By Ethan Wolff-Mann
April 11, 2016
Denesha, Julie—Bloomberg/Getty Images

Google Fiber has won consumers over with incredibly fast Internet at an affordable price—$70 for full-gigabit access. That’s 1,000 Mbps per second, which is 925 Mbps faster than a comparably priced plan from Comcast.

But besides the speed and not having to deal with Time Warner Cable and Comcast, which is so unloved that a company exists to cancel it for a fee, Google Fiber has been lauded for providing basic Internet services for free in some cities.

Now, however, Google seems to have canceled the free option in the first city where it launched, Kansas City, Missouri.

In its place is “Fiber 100,” which is a $50 option that offers Internet at 100 Mbps. That’s much faster than the free 5 Mbps version was, but hey, $50 is $50 more than free. The service runs $600 per year, and such a sum may not be within financial reach for everyone.

Still, the people who get free Fiber Internet right now can keep it if they tell Google by May 19, according to Engadget.

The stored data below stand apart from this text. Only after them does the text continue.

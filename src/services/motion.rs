//! Motion-tracker ingest.
//!
//! DESIGN
//! ======
//! A tracker feed sends periodic samples of rigid-body channels. Each channel
//! is paired with a controlled entity, first by matching the channel id to an
//! entity id, then by matching the feed's peer address to the address of the
//! connection holding control. The mapped pose is written to the store and
//! broadcast as an ordinary `entity_update`, so clients cannot tell tracker
//! motion from a peer's drag.
//!
//! Samples are dropped while live motion is paused.

#[cfg(test)]
#[path = "motion_test.rs"]
mod tests;

use frames::{Collection, EntityPatch, Push};
use serde::Deserialize;
use serde_json::Value;
use tracing::{debug, warn};

use super::broadcast::{Audience, broadcast};
use crate::state::{AppState, Controller, EntityKey};
use crate::store::DocKey;

/// One tracker message: `{time, channels: [{id, pos, rot}]}`.
#[derive(Debug, Clone, Default, PartialEq, Deserialize)]
pub struct MotionSample {
    #[serde(default)]
    pub time: f64,
    #[serde(default)]
    pub channels: Vec<MotionChannel>,
}

#[derive(Debug, Clone, Default, PartialEq, Deserialize)]
pub struct MotionChannel {
    /// Trackers send either strings or numbers here.
    #[serde(default)]
    pub id: Value,
    #[serde(default)]
    pub pos: Vector3,
    #[serde(default)]
    pub rot: Vector3,
}

impl MotionChannel {
    fn channel_id(&self) -> Option<String> {
        match &self.id {
            Value::String(s) => Some(s.clone()),
            Value::Number(n) => Some(n.to_string()),
            _ => None,
        }
    }
}

#[derive(Debug, Clone, Copy, Default, PartialEq, Deserialize)]
pub struct Vector3 {
    #[serde(default)]
    pub x: f64,
    #[serde(default)]
    pub y: f64,
    #[serde(default)]
    pub z: f64,
}

/// Map a channel pose onto entity fields: floor plane is `x`/`z`, heading is
/// rotation about `y`.
#[must_use]
pub fn pose_patch(key: &EntityKey, channel: &MotionChannel, scale: f64) -> EntityPatch {
    EntityPatch::new(key.id.clone())
        .with_diagram(key.diagram_id.clone())
        .with_position(channel.pos.x * scale, channel.pos.z * scale)
        .with_angle(channel.rot.y)
}

/// Apply one sample from the feed at `source_addr`. Returns the patches that
/// were stored and broadcast.
pub async fn ingest(state: &AppState, sample: &MotionSample, source_addr: Option<&str>) -> Vec<EntityPatch> {
    if !state.is_live() {
        debug!(time = sample.time, "live motion paused; sample dropped");
        return Vec::new();
    }

    let controlled: Vec<(EntityKey, Controller)> = {
        let controllers = state.controllers.read().await;
        let mut entries: Vec<_> = controllers.iter().map(|(k, c)| (k.clone(), c.clone())).collect();
        entries.sort_by(|(a, _), (b, _)| (&a.diagram_id, &a.id).cmp(&(&b.diagram_id, &b.id)));
        entries
    };

    let scale = state.config.motion_scale_factor;
    let mut applied = Vec::new();
    for channel in &sample.channels {
        let Some(key) = resolve(&controlled, channel, source_addr) else {
            debug!(channel = ?channel.id, ?source_addr, "no controlled entity for channel");
            continue;
        };

        let patch = pose_patch(key, channel, scale);
        let fields = match patch.to_data() {
            Ok(fields) => fields,
            Err(e) => {
                warn!(id = %key.id, error = %e, "unencodable tracker pose");
                continue;
            }
        };
        let doc_key = DocKey::new(key.id.clone(), Some(key.diagram_id.clone()));
        match state.store.update_one(Collection::Entities, &doc_key, &fields).await {
            Ok(Some(_)) => {}
            Ok(None) => {
                debug!(id = %key.id, "tracked entity has no stored document");
                continue;
            }
            Err(e) => {
                warn!(id = %key.id, error = %e, "failed to store tracker pose");
                continue;
            }
        }

        let audience = Audience::Diagram(key.diagram_id.clone());
        broadcast(state, &audience, &Push::EntityUpdate(patch.clone()), None).await;
        applied.push(patch);
    }
    applied
}

fn resolve<'a>(
    controlled: &'a [(EntityKey, Controller)],
    channel: &MotionChannel,
    source_addr: Option<&str>,
) -> Option<&'a EntityKey> {
    if let Some(channel_id) = channel.channel_id() {
        if let Some((key, _)) = controlled.iter().find(|(key, _)| key.id == channel_id) {
            return Some(key);
        }
    }
    let source_addr = source_addr?;
    controlled
        .iter()
        .find(|(_, c)| c.remote_addr.as_deref() == Some(source_addr))
        .map(|(key, _)| key)
}
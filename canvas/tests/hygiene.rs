//! Hygiene: coding standards for the diagram engine, checked at test time.
//!
//! The engine runs inside long-lived client sessions, where a panic drops the
//! whole view. Each rule below scans the production files under `src/` for a
//! set of patterns and holds the total to a budget. Budgets only ratchet down.

use std::fs;
use std::path::{Path, PathBuf};

struct Rule {
    name: &'static str,
    patterns: &'static [&'static str],
    budget: usize,
    hint: &'static str,
}

const RULES: &[Rule] = &[
    Rule { name: "unwrap", patterns: &[".unwrap()"], budget: 0, hint: "propagate or log the error" },
    Rule { name: "expect", patterns: &[".expect("], budget: 0, hint: "propagate or log the error" },
    Rule {
        name: "panic",
        patterns: &["panic!(", "unreachable!(", "todo!(", "unimplemented!("],
        budget: 0,
        hint: "return a typed error instead",
    },
    Rule { name: "discard", patterns: &["let _ =", ".ok()"], budget: 0, hint: "inspect the result" },
    Rule { name: "dead-code", patterns: &["#[allow(dead_code)]"], budget: 0, hint: "delete unused code" },
    Rule { name: "print", patterns: &["println!(", "eprintln!(", "dbg!("], budget: 0, hint: "use tracing" },
];

/// Production `.rs` files under `src/`, without `*_test.rs`.
fn production_files() -> Vec<(PathBuf, String)> {
    let mut out = Vec::new();
    walk(Path::new("src"), &mut out);
    out
}

fn walk(dir: &Path, out: &mut Vec<(PathBuf, String)>) {
    let Ok(entries) = fs::read_dir(dir) else {
        return;
    };
    for path in entries.flatten().map(|e| e.path()) {
        if path.is_dir() {
            walk(&path, out);
            continue;
        }
        let is_rs = path.extension().is_some_and(|e| e == "rs");
        let is_test = path.to_string_lossy().ends_with("_test.rs");
        if is_rs && !is_test {
            if let Ok(content) = fs::read_to_string(&path) {
                out.push((path, content));
            }
        }
    }
}

fn check(rule_name: &str) {
    let Some(rule) = RULES.iter().find(|r| r.name == rule_name) else {
        panic!("no hygiene rule named {rule_name}");
    };

    let mut hits = Vec::new();
    for (path, content) in production_files() {
        let count = content
            .lines()
            .filter(|line| rule.patterns.iter().any(|p| line.contains(p)))
            .count();
        if count > 0 {
            hits.push(format!("  {}: {count}", path.display()));
        }
    }
    let total: usize = hits
        .iter()
        .filter_map(|h| h.rsplit(": ").next()?.parse::<usize>().ok())
        .sum();

    assert!(
        total <= rule.budget,
        "{} budget exceeded ({total} > {}); {}.\n{}",
        rule.name,
        rule.budget,
        rule.hint,
        hits.join("\n")
    );
}

#[test]
fn unwrap_budget() {
    check("unwrap");
}

#[test]
fn expect_budget() {
    check("expect");
}

#[test]
fn panic_budget() {
    check("panic");
}

#[test]
fn discard_budget() {
    check("discard");
}

#[test]
fn dead_code_budget() {
    check("dead-code");
}

#[test]
fn print_budget() {
    check("print");
}

#[test]
fn sibling_test_files_exist() {
    let missing: Vec<String> = production_files()
        .iter()
        .flat_map(|(path, content)| {
            let dir = path.parent().map(Path::to_path_buf).unwrap_or_default();
            content
                .lines()
                .filter_map(|line| line.trim().strip_prefix("#[path = \"")?.strip_suffix("\"]"))
                .filter(|name| !dir.join(name).exists())
                .map(|name| format!("  {}: {name}", path.display()))
                .collect::<Vec<_>>()
        })
        .collect();
    assert!(missing.is_empty(), "missing test files:\n{}", missing.join("\n"));
}
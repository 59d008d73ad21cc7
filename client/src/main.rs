use std::time::{Duration, Instant};

use canvas::animate::Target;
use clap::{Args, Parser, Subcommand};
use client::{ClientConfig, ClientError, ClientHandle, SyncEvent, connect};
use tokio::sync::mpsc;
use tracing::{info, warn};
use tracing_subscriber::EnvFilter;

#[derive(Debug, thiserror::Error)]
enum CliError {
    #[error(transparent)]
    Client(#[from] ClientError),
    #[error("entity `{0}` not found or not selectable")]
    NotSelectable(String),
    #[error("entity `{0}` not found or controlled elsewhere")]
    NotAnimatable(String),
    #[error("reply channel dropped")]
    NoReply,
}

#[derive(Parser, Debug)]
#[command(name = "frontseat-client", about = "FrontSeat diagram sync client")]
struct Cli {
    #[arg(long, env = "FRONTSEAT_URL", default_value = "ws://127.0.0.1:3000/ws")]
    url: String,

    #[arg(long, env = "FRONTSEAT_DIAGRAM", default_value = "1")]
    diagram: String,

    /// Coalescing window for outbound updates, in milliseconds.
    #[arg(long, default_value_t = 250)]
    window_ms: u64,

    /// Request reply timeout, in milliseconds.
    #[arg(long, default_value_t = 10_000)]
    timeout_ms: u64,

    #[command(subcommand)]
    command: Command,
}

#[derive(Subcommand, Debug)]
enum Command {
    /// Subscribe and log every change until interrupted.
    Watch,
    /// Drag one entity continuously and report how many updates were sent.
    Drag(DragArgs),
    /// Animate one entity to a stage position and report the updates sent.
    Glide(GlideArgs),
}

#[derive(Args, Debug)]
struct DragArgs {
    #[arg(long)]
    id: String,

    #[arg(long, default_value_t = 1000)]
    duration_ms: u64,

    #[arg(long, default_value_t = 60)]
    events: u32,

    /// Total stage-space displacement along x.
    #[arg(long, default_value_t = 1.0)]
    dx: f64,

    /// Total stage-space displacement along y.
    #[arg(long, default_value_t = 0.0)]
    dy: f64,
}

#[derive(Args, Debug)]
struct GlideArgs {
    #[arg(long)]
    id: String,

    #[arg(long)]
    x: f64,

    #[arg(long)]
    y: f64,

    /// Final angle in radians; the current angle is kept when omitted.
    #[arg(long)]
    angle: Option<f64>,

    #[arg(long, default_value_t = 1000)]
    duration_ms: u64,
}

#[tokio::main]
async fn main() -> Result<(), CliError> {
    tracing_subscriber::fmt()
        .with_env_filter(EnvFilter::try_from_default_env().unwrap_or_else(|_| EnvFilter::new("info")))
        .init();

    let cli = Cli::parse();
    let config = ClientConfig {
        coalesce_window: Duration::from_millis(cli.window_ms),
        request_timeout: Duration::from_millis(cli.timeout_ms),
    };

    let (events_tx, events_rx) = mpsc::unbounded_channel();
    let (handle, driver) = connect(&cli.url, config, events_tx).await?;
    subscribe(&handle, &cli.diagram).await?;

    let outcome = match cli.command {
        Command::Watch => watch(events_rx).await,
        Command::Drag(args) => drag(&handle, args, config.coalesce_window).await,
        Command::Glide(args) => glide(&handle, args, config.coalesce_window).await,
    };

    drop(handle);
    match driver.await {
        Ok(Err(e)) => warn!(error = %e, "connection ended with error"),
        Err(e) => warn!(error = %e, "connection task failed"),
        Ok(Ok(())) => {}
    }
    outcome
}

async fn subscribe(handle: &ClientHandle, diagram_id: &str) -> Result<(), CliError> {
    let diagram = diagram_id.to_owned();
    let reply = handle.call(move |c| c.subscribe_at(&diagram, Instant::now())).await??;
    reply.await.map_err(|_| CliError::NoReply)??;
    let count = handle.call(|c| c.engine.store.len()).await?;
    info!(%diagram_id, count, "subscribed");
    Ok(())
}

async fn watch(mut events: mpsc::UnboundedReceiver<SyncEvent>) -> Result<(), CliError> {
    loop {
        tokio::select! {
            event = events.recv() => match event {
                Some(SyncEvent::Closed) | None => {
                    info!("connection closed");
                    return Ok(());
                }
                Some(event) => info!(?event, "change"),
            },
            signal = tokio::signal::ctrl_c() => {
                if let Err(e) = signal {
                    warn!(error = %e, "ctrl-c handler failed");
                }
                return Ok(());
            }
        }
    }
}

async fn drag(handle: &ClientHandle, args: DragArgs, window: Duration) -> Result<(), CliError> {
    let id = args.id.clone();
    if !handle.call(move |c| c.engine.select(&id)).await? {
        return Err(CliError::NotSelectable(args.id));
    }

    let events = args.events.max(1);
    let tick = (Duration::from_millis(args.duration_ms) / events).max(Duration::from_millis(1));
    let step_x = args.dx / f64::from(events);
    let step_y = args.dy / f64::from(events);
    let start = handle.call(|c| c.stats()).await?;

    let mut interval = tokio::time::interval(tick);
    for _ in 0..events {
        interval.tick().await;
        handle
            .call(move |c| {
                let actions = c.engine.drag_selection(step_x, step_y);
                c.apply_actions_at(actions, Instant::now());
            })
            .await?;
    }

    // Let the trailing window flush.
    tokio::time::sleep(window * 2).await;
    let id = args.id.clone();
    let (stats, pos) = handle
        .call(move |c| {
            let pos = c.engine.entity(&id).map(|e| (e.record.pos_x, e.record.pos_y));
            (c.stats(), pos)
        })
        .await?;

    info!(
        id = %args.id,
        events,
        updates = stats.updates - start.updates,
        dropped = stats.dropped - start.dropped,
        ?pos,
        "drag complete"
    );
    Ok(())
}

async fn glide(handle: &ClientHandle, args: GlideArgs, window: Duration) -> Result<(), CliError> {
    let id = args.id.clone();
    let target = Target { pos_x: args.x, pos_y: args.y, angle: args.angle };
    let duration = Duration::from_millis(args.duration_ms);
    let start = handle.call(|c| c.stats()).await?;

    if !handle
        .call(move |c| c.animate_entity_at(&id, target, duration, Instant::now()))
        .await?
    {
        return Err(CliError::NotAnimatable(args.id));
    }

    tokio::time::sleep(duration + window * 2).await;
    let id = args.id.clone();
    let (stats, pos) = handle
        .call(move |c| {
            let pos = c.engine.entity(&id).map(|e| (e.record.pos_x, e.record.pos_y, e.record.angle));
            (c.stats(), pos)
        })
        .await?;

    info!(
        id = %args.id,
        updates = stats.updates - start.updates,
        ?pos,
        "glide complete"
    );
    Ok(())
}
//! Shared wire model and JSON codec for the realtime diagram protocol.
//!
//! This crate owns the message shapes exchanged by the `frontseat` server and
//! the sync client. Every message is a JSON object on a text WebSocket frame:
//!
//! ```text
//! Request:  { type, collection?, data, requestId? }
//! Response: { ...result fields, requestId }
//! Push:     { type, data }
//! ```
//!
//! Requests are decoded in two steps: [`RawRequest`] mirrors the envelope
//! exactly, then [`Request::from_raw`] turns it into a typed variant so the
//! server dispatches on an exhaustive enum rather than a string table.

mod entity;
mod push;
mod request;

use std::time::{SystemTime, UNIX_EPOCH};

use serde_json::{Map, Value};

pub use entity::{EntityPatch, EntityRecord, EntityRef};
pub use push::{LiveMotion, Push, Welcome};
pub use request::{Collection, ControlClaim, ControlRelease, RawRequest, Request, RequestKind};

/// Flat JSON object payload. Alias to reduce noise in signatures.
pub type Data = Map<String, Value>;

/// Wire key carrying the request/response correlation id.
pub const REQUEST_ID: &str = "requestId";

/// Legacy spelling of [`REQUEST_ID`] still accepted on input.
pub const REQUEST_ID_LEGACY: &str = "requestID";

/// Error returned by the codec functions.
#[derive(Debug, thiserror::Error)]
pub enum CodecError {
    /// The text was not valid JSON or did not match the expected shape.
    #[error("invalid json: {0}")]
    Json(#[from] serde_json::Error),
    /// The top-level JSON value was not an object.
    #[error("message is not a JSON object")]
    NotAnObject,
    /// A push message named a `type` this protocol does not define.
    #[error("unknown push type: {0}")]
    UnknownPushType(String),
    /// The message carried neither a `requestId` nor a `type`.
    #[error("message has neither requestId nor type")]
    Unclassified,
}

/// Error raised while interpreting a decoded request.
#[derive(Debug, Clone, PartialEq, Eq, thiserror::Error)]
pub enum ProtocolError {
    /// `type` is not one of the request verbs.
    #[error("unknown request type: {0}")]
    UnknownType(String),
    /// `collection` is missing or not in the registry.
    #[error("unknown collection: {0}")]
    UnknownCollection(String),
    /// A required `data` field was absent.
    #[error("missing field `{0}`")]
    MissingField(&'static str),
    /// `data` did not match the shape the verb expects.
    #[error("invalid payload: {0}")]
    InvalidPayload(String),
}

/// A message received by a client, classified by the inbound dispatch rule.
#[derive(Debug, Clone, PartialEq)]
pub enum ServerMessage {
    /// Correlated response to an earlier request. `body` excludes the id.
    Reply { request_id: String, body: Data },
    /// Server-initiated message.
    Push(Push),
}

// =============================================================================
// CODEC
// =============================================================================

/// Encode a request envelope as JSON text.
///
/// # Errors
///
/// Returns [`CodecError::Json`] if serialization fails.
pub fn encode_request(request: &RawRequest) -> Result<String, CodecError> {
    Ok(serde_json::to_string(request)?)
}

/// Decode JSON text into a request envelope.
///
/// # Errors
///
/// Returns [`CodecError::Json`] for malformed text or a missing `type`.
pub fn decode_request(text: &str) -> Result<RawRequest, CodecError> {
    Ok(serde_json::from_str(text)?)
}

/// Encode a push message as JSON text.
///
/// # Errors
///
/// Returns [`CodecError::Json`] if serialization fails.
pub fn encode_push(push: &Push) -> Result<String, CodecError> {
    Ok(serde_json::to_string(push)?)
}

/// Encode a reply body tagged with its request id.
///
/// # Errors
///
/// Returns [`CodecError::Json`] if serialization fails.
pub fn encode_reply(request_id: &str, mut body: Data) -> Result<String, CodecError> {
    body.insert(REQUEST_ID.into(), Value::String(request_id.to_owned()));
    Ok(serde_json::to_string(&body)?)
}

/// Classify an inbound client-side message as a reply or a push.
///
/// A `requestId` wins over `type`: replies may echo a `type` field.
///
/// # Errors
///
/// Returns [`CodecError::UnknownPushType`] for an unrecognised push `type`,
/// and [`CodecError::Unclassified`] when neither key is present.
pub fn decode_server_message(text: &str) -> Result<ServerMessage, CodecError> {
    let Value::Object(mut body) = serde_json::from_str::<Value>(text)? else {
        return Err(CodecError::NotAnObject);
    };

    let request_id = body
        .remove(REQUEST_ID)
        .or_else(|| body.remove(REQUEST_ID_LEGACY));
    if let Some(Value::String(request_id)) = request_id {
        return Ok(ServerMessage::Reply { request_id, body });
    }

    let Some(kind) = body.get("type").and_then(Value::as_str).map(str::to_owned) else {
        return Err(CodecError::Unclassified);
    };
    if !Push::KNOWN_TYPES.contains(&kind.as_str()) {
        return Err(CodecError::UnknownPushType(kind));
    }
    Ok(ServerMessage::Push(serde_json::from_value(Value::Object(body))?))
}

// =============================================================================
// IDS
// =============================================================================

/// Generate a collision-resistant identifier: hex milliseconds, a dash, and a
/// random 32-bit hex suffix. Not cryptographically secure.
#[must_use]
pub fn unique_id() -> String {
    let millis = SystemTime::now()
        .duration_since(UNIX_EPOCH)
        .map_or(0, |d| d.as_millis());
    let suffix: u32 = rand::random();
    format!("{millis:x}-{suffix:x}")
}

#[cfg(test)]
#[path = "lib_test.rs"]
mod tests;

It’s also important to note that not every city with Google Fiber has lost its free Internet option: Austin’s Fiber website still offers it, for instance, but some cities, like Atlanta, have never offered the free basic service.

Google’s motives are likely a simple cost-cutting measure. The company seems to be moving away from the money-losing policies—discontinuing the Google Wallet Card, for example—and free Internet is certainly a money-loser, although it builds goodwill.

Google may be discontinuing its free basic service, but the company will still offer some free Internet. Partnering with the Housing Authority of Kansas City, Google Fiber’s $70 gigabit option will be free to low-income housing residents.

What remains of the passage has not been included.